*** Opening WORKING DATA ***

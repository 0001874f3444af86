//! Installer: populates the current version's store from the asset manifest.
//!
//! Mandatory assets are all-or-nothing: every one is fetched first, and only
//! if all of them came back 2xx are they written. Any failure fails the
//! install. Optional assets are fetched and stored in the background; their
//! failures are logged and never reach the caller.

use futures::future;
use tracing::{debug, info, warn};
use url::Url;

use crate::engine::{write_back, Engine};
use crate::error::{InstallError, InstallResult};
use crate::request::{self, Identifier, ResourceRequest};
use crate::response::Response;
use crate::store::{StoreRegistry, VersionStore};
use crate::transport::Transport;

#[derive(Debug, Clone, PartialEq, Eq)]
pub struct InstallReport {
    pub store: String,
    /// Mandatory identifiers written, in manifest order.
    pub mandatory: Vec<Identifier>,
    /// Optional assets handed to the background.
    pub optional_scheduled: usize,
}

fn resolve_asset(reference: &str, base: &Url) -> Result<(Url, Identifier), String> {
    let url = request::resolve(reference, base)
        .map_err(|e| format!("unresolvable reference: {}", e))?;
    let (identifier, _) = request::identify(&url, base);
    Ok((url, identifier))
}

async fn fetch_asset<T: Transport>(transport: &T, url: Url) -> Result<Response, String> {
    let response = transport
        .fetch(&ResourceRequest::get(url))
        .await
        .map_err(|e| e.to_string())?;
    if response.is_success() {
        Ok(response)
    } else {
        Err(format!("unexpected status {}", response.status))
    }
}

/// Install the manifest into the engine's current store.
pub async fn install<R: StoreRegistry, T: Transport>(
    engine: &Engine<R, T>,
) -> InstallResult<InstallReport> {
    let config = engine.config();
    let base = &config.app_origin;
    info!(store = engine.store_name(), "Installing");

    let store = engine.current_store().await?;

    let mut targets = Vec::with_capacity(config.manifest.mandatory.len());
    for reference in &config.manifest.mandatory {
        let (url, identifier) =
            resolve_asset(reference, base).map_err(|reason| InstallError::MandatoryAsset {
                identifier: Identifier::new(reference.as_str()),
                reason,
            })?;
        targets.push((url, identifier));
    }

    let fetched = future::try_join_all(targets.into_iter().map(|(url, identifier)| async move {
        match fetch_asset(engine.transport(), url).await {
            Ok(response) => Ok(response.into_stored(identifier)),
            Err(reason) => Err(InstallError::MandatoryAsset { identifier, reason }),
        }
    }))
    .await?;

    let mut mandatory = Vec::with_capacity(fetched.len());
    for stored in fetched {
        let identifier = stored.identifier.clone();
        store.put(stored).await?;
        debug!(identifier = %identifier, "Mandatory asset stored");
        mandatory.push(identifier);
    }

    let optional_scheduled = config.manifest.optional.len();
    for reference in config.manifest.optional.iter().cloned() {
        let task_engine = engine.clone();
        engine
            .background()
            .spawn(async move { install_optional(&task_engine, &reference).await });
    }

    info!(
        store = engine.store_name(),
        mandatory = mandatory.len(),
        optional = optional_scheduled,
        "Install complete"
    );
    Ok(InstallReport {
        store: engine.store_name().to_string(),
        mandatory,
        optional_scheduled,
    })
}

async fn install_optional<R: StoreRegistry, T: Transport>(engine: &Engine<R, T>, reference: &str) {
    let (url, identifier) = match resolve_asset(reference, &engine.config().app_origin) {
        Ok(target) => target,
        Err(reason) => {
            warn!(asset = reference, reason = %reason, "Skipping optional asset");
            return;
        }
    };
    let response = match fetch_asset(engine.transport(), url).await {
        Ok(response) => response,
        Err(reason) => {
            warn!(identifier = %identifier, reason = %reason, "Optional asset unavailable");
            return;
        }
    };
    let stored = response.into_stored(identifier.clone());
    match write_back(engine.registry(), engine.store_name(), stored).await {
        Ok(()) => debug!(identifier = %identifier, "Optional asset stored"),
        Err(e) => warn!(identifier = %identifier, error = %e, "Optional asset could not be stored"),
    }
}
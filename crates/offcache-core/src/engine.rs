//! Fetch policy engine.
//!
//! Decides, per intercepted request, whether to answer from the current store,
//! go to the network, write the network response back, or synthesize a
//! failure response.
//!
//! # Policy
//!
//! - Non-GET: pass through untouched. No store access happens.
//! - Local GET, cache-first: store hit is returned without touching the
//!   network. On a miss the network is tried; a 2xx response is returned
//!   and written back in the background. If the network fails the store is
//!   checked again, then the offline fallback document is served.
//! - External GET, network-first: a 2xx response is returned immediately and
//!   written back in the background. If the network fails the stored copy is
//!   served, or a plain-text 503 when there is none.
//!
//! Write-backs never delay the response; [`Engine::settle`] waits for them.
//! Store read failures count as misses. Write-back failures are logged and
//! never affect the response already produced.

use std::sync::Arc;

use tracing::{debug, warn};

use crate::config::EngineConfig;
use crate::error::StoreResult;
use crate::request::{self, Identifier, OriginClass, ResourceRequest};
use crate::response::{Response, ResponseSource, StoredResponse, OFFLINE_BODY, UNAVAILABLE_BODY};
use crate::store::{StoreRegistry, VersionStore};
use crate::tasks::BackgroundTasks;
use crate::transport::Transport;

/// Result of handing a request to the engine.
#[derive(Debug, Clone, PartialEq, Eq)]
pub enum FetchOutcome {
    /// The engine declined; the host should perform its default handling.
    Passthrough,
    Respond {
        response: Response,
        source: ResponseSource,
    },
}

impl FetchOutcome {
    fn respond(response: Response, source: ResponseSource) -> Self {
        FetchOutcome::Respond { response, source }
    }

    pub fn response(&self) -> Option<&Response> {
        match self {
            FetchOutcome::Respond { response, .. } => Some(response),
            FetchOutcome::Passthrough => None,
        }
    }

    pub fn source(&self) -> Option<ResponseSource> {
        match self {
            FetchOutcome::Respond { source, .. } => Some(*source),
            FetchOutcome::Passthrough => None,
        }
    }
}

/// The engine and everything it needs: configuration, the store registry,
/// the network transport and the tracker for background work.
///
/// Clone is cheap - every part is behind an Arc.
pub struct Engine<R, T> {
    config: Arc<EngineConfig>,
    registry: Arc<R>,
    transport: Arc<T>,
    background: Arc<BackgroundTasks>,
    store_name: Arc<str>,
}

impl<R, T> Clone for Engine<R, T> {
    fn clone(&self) -> Self {
        Self {
            config: Arc::clone(&self.config),
            registry: Arc::clone(&self.registry),
            transport: Arc::clone(&self.transport),
            background: Arc::clone(&self.background),
            store_name: Arc::clone(&self.store_name),
        }
    }
}

impl<R: StoreRegistry, T: Transport> Engine<R, T> {
    pub fn new(config: EngineConfig, registry: R, transport: T) -> Self {
        Self::from_shared(Arc::new(config), Arc::new(registry), Arc::new(transport))
    }

    pub fn from_shared(config: Arc<EngineConfig>, registry: Arc<R>, transport: Arc<T>) -> Self {
        let store_name: Arc<str> = config.store_name().into();
        Self {
            config,
            registry,
            transport,
            background: Arc::new(BackgroundTasks::new()),
            store_name,
        }
    }

    pub fn config(&self) -> &EngineConfig {
        &self.config
    }

    pub fn registry(&self) -> &R {
        &self.registry
    }

    pub fn transport(&self) -> &T {
        &self.transport
    }

    pub fn background(&self) -> &BackgroundTasks {
        &self.background
    }

    /// Name of the store this engine serves from.
    pub fn store_name(&self) -> &str {
        &self.store_name
    }

    pub async fn current_store(&self) -> StoreResult<R::Store> {
        self.registry.open(&self.store_name).await
    }

    /// Wait for outstanding write-backs and optional installs.
    pub async fn settle(&self) {
        self.background.settle().await;
    }

    /// Decide how to answer `request`.
    pub async fn handle(&self, request: &ResourceRequest) -> FetchOutcome {
        if !request.is_get() {
            return FetchOutcome::Passthrough;
        }

        let (identifier, class) = request::normalize(request, &self.config.app_origin);
        match class {
            OriginClass::Local => self.cache_first(request, identifier).await,
            OriginClass::External => self.network_first(request, identifier).await,
        }
    }

    async fn cache_first(&self, request: &ResourceRequest, identifier: Identifier) -> FetchOutcome {
        if let Some(hit) = self.lookup(&identifier).await {
            debug!(identifier = %identifier, "Serving local request from store");
            return FetchOutcome::respond(hit.to_response(), ResponseSource::Store);
        }

        match self.transport.fetch(request).await {
            Ok(response) => {
                if response.is_success() {
                    self.spawn_write_back(response.clone().into_stored(identifier));
                }
                FetchOutcome::respond(response, ResponseSource::Network)
            }
            Err(e) => {
                debug!(identifier = %identifier, error = %e, "Network failed for local request");
                // A concurrent write-back may have landed while we waited
                if let Some(hit) = self.lookup(&identifier).await {
                    return FetchOutcome::respond(hit.to_response(), ResponseSource::Store);
                }
                self.offline_fallback().await
            }
        }
    }

    async fn network_first(&self, request: &ResourceRequest, identifier: Identifier) -> FetchOutcome {
        match self.transport.fetch(request).await {
            Ok(response) => {
                if response.is_success() {
                    self.spawn_write_back(response.clone().into_stored(identifier));
                }
                FetchOutcome::respond(response, ResponseSource::Network)
            }
            Err(e) => {
                debug!(identifier = %identifier, error = %e, "Network failed for external request");
                match self.lookup(&identifier).await {
                    Some(hit) => FetchOutcome::respond(hit.to_response(), ResponseSource::Store),
                    None => FetchOutcome::respond(
                        Response::service_unavailable(UNAVAILABLE_BODY),
                        ResponseSource::Synthetic,
                    ),
                }
            }
        }
    }

    async fn offline_fallback(&self) -> FetchOutcome {
        let fallback = match self.config.fallback_identifier() {
            Some(identifier) => self.lookup(&identifier).await,
            None => None,
        };
        match fallback {
            Some(document) => {
                FetchOutcome::respond(document.to_response(), ResponseSource::Fallback)
            }
            None => {
                warn!("Offline fallback document is not in the store");
                FetchOutcome::respond(
                    Response::service_unavailable(OFFLINE_BODY),
                    ResponseSource::Synthetic,
                )
            }
        }
    }

    /// Store lookup where any storage failure reads as a miss.
    async fn lookup(&self, identifier: &Identifier) -> Option<StoredResponse> {
        let result = match self.current_store().await {
            Ok(store) => store.get(identifier).await,
            Err(e) => Err(e),
        };
        match result {
            Ok(entry) => entry,
            Err(e) => {
                warn!(identifier = %identifier, error = %e, "Store read failed, treating as miss");
                None
            }
        }
    }

    fn spawn_write_back(&self, stored: StoredResponse) {
        let registry = Arc::clone(&self.registry);
        let store_name = Arc::clone(&self.store_name);
        self.background.spawn(async move {
            let identifier = stored.identifier.clone();
            if let Err(e) = write_back(registry.as_ref(), &store_name, stored).await {
                warn!(identifier = %identifier, error = %e, "Background write-back failed");
            }
        });
    }
}

/// Write a successful response into the named store.
pub(crate) async fn write_back<R: StoreRegistry>(
    registry: &R,
    store_name: &str,
    stored: StoredResponse,
) -> StoreResult<()> {
    debug_assert!((200..300).contains(&stored.status));
    let store = registry.open(store_name).await?;
    store.put(stored).await
}
//! Control channel: out-of-band commands from the controlled application.
//!
//! Wire format is a JSON object with a `type` field:
//!
//! | `type`           | payload | reply          |
//! |------------------|---------|----------------|
//! | `SKIP_WAITING`   | none    | none           |
//! | `GET_CACHE_SIZE` | none    | `{"size": n}`  |
//!
//! Anything else, including non-objects, is ignored.

use serde::{Deserialize, Serialize};
use serde_json::Value;
use tokio::sync::oneshot;

/// Where a reply to a control message is delivered.
pub type ReplyPort = oneshot::Sender<Value>;

#[derive(Debug, Clone, Copy, PartialEq, Eq, Deserialize)]
#[serde(tag = "type")]
pub enum ControlMessage {
    /// Stop waiting and take control of open application instances now.
    #[serde(rename = "SKIP_WAITING")]
    SkipWaiting,
    /// Report the number of entries in the current store.
    #[serde(rename = "GET_CACHE_SIZE")]
    GetCacheSize,
}

impl ControlMessage {
    /// Parse an inbound message; unrecognized shapes yield `None`.
    pub fn parse(data: &Value) -> Option<Self> {
        Self::deserialize(data).ok()
    }
}

#[derive(Debug, Clone, Copy, PartialEq, Eq, Serialize, Deserialize)]
pub struct SizeReply {
    pub size: usize,
}

impl SizeReply {
    pub fn to_value(self) -> Value {
        serde_json::json!({ "size": self.size })
    }
}

#[cfg(test)]
mod tests {
    use super::*;
    use serde_json::json;

    #[test]
    fn test_parse_known_commands() {
        assert_eq!(
            ControlMessage::parse(&json!({"type": "SKIP_WAITING"})),
            Some(ControlMessage::SkipWaiting)
        );
        assert_eq!(
            ControlMessage::parse(&json!({"type": "GET_CACHE_SIZE"})),
            Some(ControlMessage::GetCacheSize)
        );
    }

    #[test]
    fn test_parse_tolerates_extra_fields() {
        assert_eq!(
            ControlMessage::parse(&json!({"type": "SKIP_WAITING", "reason": "update"})),
            Some(ControlMessage::SkipWaiting)
        );
    }

    #[test]
    fn test_parse_ignores_unknown_shapes() {
        assert_eq!(ControlMessage::parse(&json!({"type": "CLEAR_CACHE"})), None);
        assert_eq!(ControlMessage::parse(&json!({"kind": "SKIP_WAITING"})), None);
        assert_eq!(ControlMessage::parse(&json!("SKIP_WAITING")), None);
        assert_eq!(ControlMessage::parse(&json!(null)), None);
    }

    #[test]
    fn test_size_reply_wire_shape() {
        assert_eq!(SizeReply { size: 4 }.to_value(), json!({"size": 4}));
    }
}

*** Closing WORKING DATA ***

■ **ACTIVITY**:
Using the material above, quote the first line and each line after it, stopping at and including the line that holds "failure fails the".

■ **THE COMPLETED TASK**:
repository 0001874f3444af86
//! Installer: populates the current version's store from the asset manifest.
//!
//! Mandatory assets are all-or-nothing: every one is fetched first, and only
//! if all of them came back 2xx are they written. Any failure fails the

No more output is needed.